Start of INFORMATION GIVEN

//! # Event Loop
//!
//! Drives a [`Composer`] against a host [`Boundary`].
//!
//! ```text
//! push(event) -> queue -> Composer::handle -> requests -> Boundary::dispatch
//!                  ^                                            |
//!                  +------------- response events --------------+
//! ```
//!
//! Events are processed strictly in arrival order, one at a time. The loop
//! holds the only mutable access to the composer, so hosts with several
//! event sources must funnel them through [`EventLoop::push`].

use std::collections::VecDeque;

use crate::error::ComposerResult;
use crate::protocol::{Event, Request};
use crate::state::Composer;

/// Default number of events processed by one [`EventLoop::run_until_idle`].
pub const DEFAULT_STEP_LIMIT: usize = 10_000;

/// The host side of the protocol: file pickers, file I/O and durable storage.
pub trait Boundary {
    /// Carry out one request.
    ///
    /// Returns the events the request produced, if any. They are queued
    /// behind everything already waiting.
    fn dispatch(&mut self, request: Request) -> Vec<Event>;
}

/// Single-threaded event queue feeding a composer.
#[derive(Debug)]
pub struct EventLoop<B> {
    composer: Composer,
    boundary: B,
    queue: VecDeque<Event>,
    step_limit: usize,
}

impl<B: Boundary> EventLoop<B> {
    /// Create a loop with an empty queue.
    #[must_use]
    pub fn new(composer: Composer, boundary: B) -> Self {
        Self {
            composer,
            boundary,
            queue: VecDeque::new(),
            step_limit: DEFAULT_STEP_LIMIT,
        }
    }

    /// Limit how many events one run may process.
    #[must_use]
    pub fn with_step_limit(mut self, step_limit: usize) -> Self {
        self.step_limit = step_limit;
        self
    }

    /// Queue an event.
    pub fn push(&mut self, event: Event) {
        self.queue.push_back(event);
    }

    /// Decode and queue an event.
    ///
    /// # Errors
    ///
    /// Returns [`crate::ComposerError::Decode`] if the payload has the wrong
    /// shape; nothing is queued.
    pub fn push_json(&mut self, json: &str) -> ComposerResult<()> {
        let event = Event::from_json(json)?;
        self.push(event);
        Ok(())
    }

    /// Number of queued events.
    #[must_use]
    pub fn pending(&self) -> usize {
        self.queue.len()
    }

    /// Process one queued event.
    ///
    /// Returns `false` if the queue was empty.
    pub fn step(&mut self) -> bool {
        let Some(event) = self.queue.pop_front() else {
            return false;
        };
        for request in self.composer.handle(event) {
            let responses = self.boundary.dispatch(request);
            self.queue.extend(responses);
        }
        true
    }

    /// Process events until the queue is empty or the step limit is hit.
    ///
    /// Returns the number of events processed.
    pub fn run_until_idle(&mut self) -> usize {
        let mut processed = 0;
        while processed < self.step_limit && self.step() {
            processed += 1;
        }
        if !self.queue.is_empty() {
            tracing::warn!(
                "Stopped after {processed} events with {} still queued",
                self.queue.len()
            );
        }
        processed
    }

    /// The composer.
    #[must_use]
    pub fn composer(&self) -> &Composer {
        &self.composer
    }

    /// The host boundary.
    #[must_use]
    pub fn boundary(&self) -> &B {
        &self.boundary
    }

    /// Mutable access to the host boundary, e.g. to script user answers.
    pub fn boundary_mut(&mut self) -> &mut B {
        &mut self.boundary
    }

    /// Tear the loop apart.
    #[must_use]
    pub fn into_parts(self) -> (Composer, B) {
        (self.composer, self.boundary)
    }
}
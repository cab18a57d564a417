//! Canonical serialized representation of a backup file.

use serde::{Deserialize, Serialize};

use crate::asset::{AssetRecord, AssetStore};
use crate::error::{ComposerError, ComposerResult};
use crate::session::SessionModel;

/// Self-contained export of a session and its artwork.
///
/// Both fields are mandatory; a file missing either is rejected whole.
#[derive(Debug, Clone, PartialEq, Serialize, Deserialize)]
pub struct BackupSnapshot {
    /// The session model.
    pub model: SessionModel,
    /// Artwork text keyed by identity.
    #[serde(rename = "simpleCharSvgs")]
    pub simple_char_svgs: AssetRecord,
}

impl BackupSnapshot {
    /// Capture a snapshot of the model and assets.
    #[must_use]
    pub fn capture(model: &SessionModel, assets: &AssetStore) -> Self {
        Self {
            model: model.clone(),
            simple_char_svgs: assets.to_record(),
        }
    }

    /// Serialize the snapshot for the backup file.
    ///
    /// # Errors
    ///
    /// Returns an error if serialization fails.
    pub fn to_json(&self) -> ComposerResult<String> {
        serde_json::to_string_pretty(self).map_err(ComposerError::Decode)
    }

    /// Parse a backup file.
    ///
    /// # Errors
    ///
    /// Returns [`ComposerError::MalformedBackup`] if the file is not a
    /// complete snapshot.
    pub fn from_json(json: &str) -> ComposerResult<Self> {
        serde_json::from_str(json).map_err(|e| ComposerError::MalformedBackup(e.to_string()))
    }
}
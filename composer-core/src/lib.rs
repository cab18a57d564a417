//! # Hanzi Composer Core
//!
//! Character composition and persistence synchronization for the Hanzi
//! composer. Compiles to WASM for the browser host.
//!
//! ## Architecture
//!
//! ```text
//! ┌─────────────────────────────────────────────┐
//! │            composer-core.wasm               │
//! ├─────────────────────────────────────────────┤
//! │  Character Model  │  Asset Store            │
//! │  - Simple glyphs  │  - Parsed SVG artwork   │
//! │  - Compounds      │  - Merge (last wins)    │
//! │  - Geometry       │                         │
//! ├─────────────────────────────────────────────┤
//! │  Composer         │  Backup Coordinator     │
//! │  - Event -> Reqs  │  - Handle/permission    │
//! │  - Event loop     │  - Snapshot round trip  │
//! └─────────────────────────────────────────────┘
//! ```
//!
//! The host (browser glue, or any [`Boundary`] implementation) performs all
//! file and storage I/O and feeds the results back as [`Event`]s.

#![forbid(unsafe_code)]
#![deny(missing_docs)]
#![deny(clippy::all)]
#![deny(clippy::pedantic)]
#![allow(clippy::module_name_repetitions)]

pub mod asset;
pub mod backup;
pub mod character;
pub mod config;
pub mod error;
pub mod merge;
pub mod protocol;
pub mod runtime;
pub mod schema;
pub mod session;
pub mod state;

#[cfg(feature = "wasm")]
pub mod wasm;

pub use asset::{Artwork, ArtworkSize, AssetRecord, AssetStore, PLACEHOLDER_SVG};
pub use backup::{
    BackupAction, BackupCoordinator, BackupHandle, BackupPhase, BackupStatus, HandleMode,
    PermissionMode,
};
pub use character::{
    identity_of, Character, CharacterKind, CompoundCharacter, Geometry, GlyphBox, SimpleCharacter,
};
pub use config::{DisplayConfig, StorageKeys};
pub use error::{ComposerError, ComposerResult};
pub use merge::{merge, ConflictStrategy, MergeReport};
pub use protocol::{decode_asset_batch, identity_from_filename, Event, NamedFile, Request};
pub use runtime::{Boundary, EventLoop};
pub use schema::BackupSnapshot;
pub use session::SessionModel;
pub use state::Composer;

/// Composer core version
pub const VERSION: &str = env!("CARGO_PKG_VERSION");
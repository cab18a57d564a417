//! Artwork assets and the asset store.
//!
//! The [`AssetStore`] maps a character identity to its parsed SVG artwork and
//! is the source of truth for what a simple character looks like. Entries are
//! added through [`crate::merge`]; removal and clearing go through the
//! [`crate::Composer`] so every mutation is followed by a durable write.

use std::collections::BTreeMap;

use serde::{Deserialize, Serialize};

use crate::error::ComposerResult;

/// The empty document substituted for artwork that fails to parse.
pub const PLACEHOLDER_SVG: &str = r#"<svg xmlns="http://www.w3.org/2000/svg"/>"#;

/// Intrinsic size of an SVG document.
#[derive(Debug, Clone, Copy, PartialEq, Default, Serialize, Deserialize)]
pub struct ArtworkSize {
    /// Document width.
    pub width: f32,
    /// Document height.
    pub height: f32,
}

/// Validated SVG artwork for one simple character.
#[derive(Debug, Clone, PartialEq)]
pub struct Artwork {
    source: String,
    size: ArtworkSize,
}

impl Artwork {
    /// Parse SVG text.
    ///
    /// The placeholder document parses to [`Artwork::placeholder`].
    ///
    /// # Errors
    ///
    /// Returns [`crate::ComposerError::InvalidArtwork`] if the text is not
    /// valid SVG.
    pub fn parse(source: impl Into<String>) -> ComposerResult<Self> {
        let source = source.into();
        if source == PLACEHOLDER_SVG {
            return Ok(Self::placeholder());
        }
        let tree = usvg::Tree::from_str(&source, &usvg::Options::default())?;
        let size = ArtworkSize {
            width: tree.size().width(),
            height: tree.size().height(),
        };
        Ok(Self { source, size })
    }

    /// Parse SVG text, substituting the placeholder on failure.
    ///
    /// Failures are logged as diagnostics; the returned flag is `true` when
    /// the placeholder was substituted.
    pub fn parse_or_placeholder(identity: char, source: impl Into<String>) -> (Self, bool) {
        match Self::parse(source) {
            Ok(artwork) => (artwork, false),
            Err(e) => {
                tracing::warn!("Artwork for {identity} is not valid SVG, using placeholder: {e}");
                (Self::placeholder(), true)
            }
        }
    }

    /// The empty placeholder document.
    #[must_use]
    pub fn placeholder() -> Self {
        Self {
            source: PLACEHOLDER_SVG.to_string(),
            size: ArtworkSize::default(),
        }
    }

    /// Check if this is the placeholder document.
    #[must_use]
    pub fn is_placeholder(&self) -> bool {
        self.source == PLACEHOLDER_SVG
    }

    /// The SVG text.
    #[must_use]
    pub fn source(&self) -> &str {
        &self.source
    }

    /// The intrinsic document size.
    #[must_use]
    pub const fn size(&self) -> ArtworkSize {
        self.size
    }
}

/// Serialized form of an asset store: identity to SVG text.
pub type AssetRecord = BTreeMap<char, String>;

/// Mapping from character identity to artwork.
#[derive(Debug, Clone, Default, PartialEq)]
pub struct AssetStore {
    assets: BTreeMap<char, Artwork>,
}

impl AssetStore {
    /// Create an empty store.
    #[must_use]
    pub fn new() -> Self {
        Self::default()
    }

    /// Get the artwork for an identity.
    #[must_use]
    pub fn get(&self, identity: char) -> Option<&Artwork> {
        self.assets.get(&identity)
    }

    /// Check if an identity has artwork.
    #[must_use]
    pub fn contains(&self, identity: char) -> bool {
        self.assets.contains_key(&identity)
    }

    /// Number of stored assets.
    #[must_use]
    pub fn len(&self) -> usize {
        self.assets.len()
    }

    /// Check if the store is empty.
    #[must_use]
    pub fn is_empty(&self) -> bool {
        self.assets.is_empty()
    }

    /// Iterate over all identities.
    pub fn identities(&self) -> impl Iterator<Item = char> + '_ {
        self.assets.keys().copied()
    }

    /// Iterate over all entries.
    pub fn iter(&self) -> impl Iterator<Item = (char, &Artwork)> {
        self.assets.iter().map(|(identity, artwork)| (*identity, artwork))
    }

    /// Serialize to the durable record shape.
    #[must_use]
    pub fn to_record(&self) -> AssetRecord {
        self.assets
            .iter()
            .map(|(identity, artwork)| (*identity, artwork.source.clone()))
            .collect()
    }

    pub(crate) fn insert(&mut self, identity: char, artwork: Artwork) -> Option<Artwork> {
        self.assets.insert(identity, artwork)
    }

    pub(crate) fn remove(&mut self, identity: char) -> Option<Artwork> {
        self.assets.remove(&identity)
    }

    pub(crate) fn clear(&mut self) {
        self.assets.clear();
    }
}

End of INFORMATION GIVEN

• ACTIVITY:
Where a line in the records above includes the string "insert", show it.

• SOLVED PROBLEM:
    pub(crate) fn insert(&mut self, identity: char, artwork: Artwork) -> Option<Artwork> {
        self.assets.insert(identity, artwork)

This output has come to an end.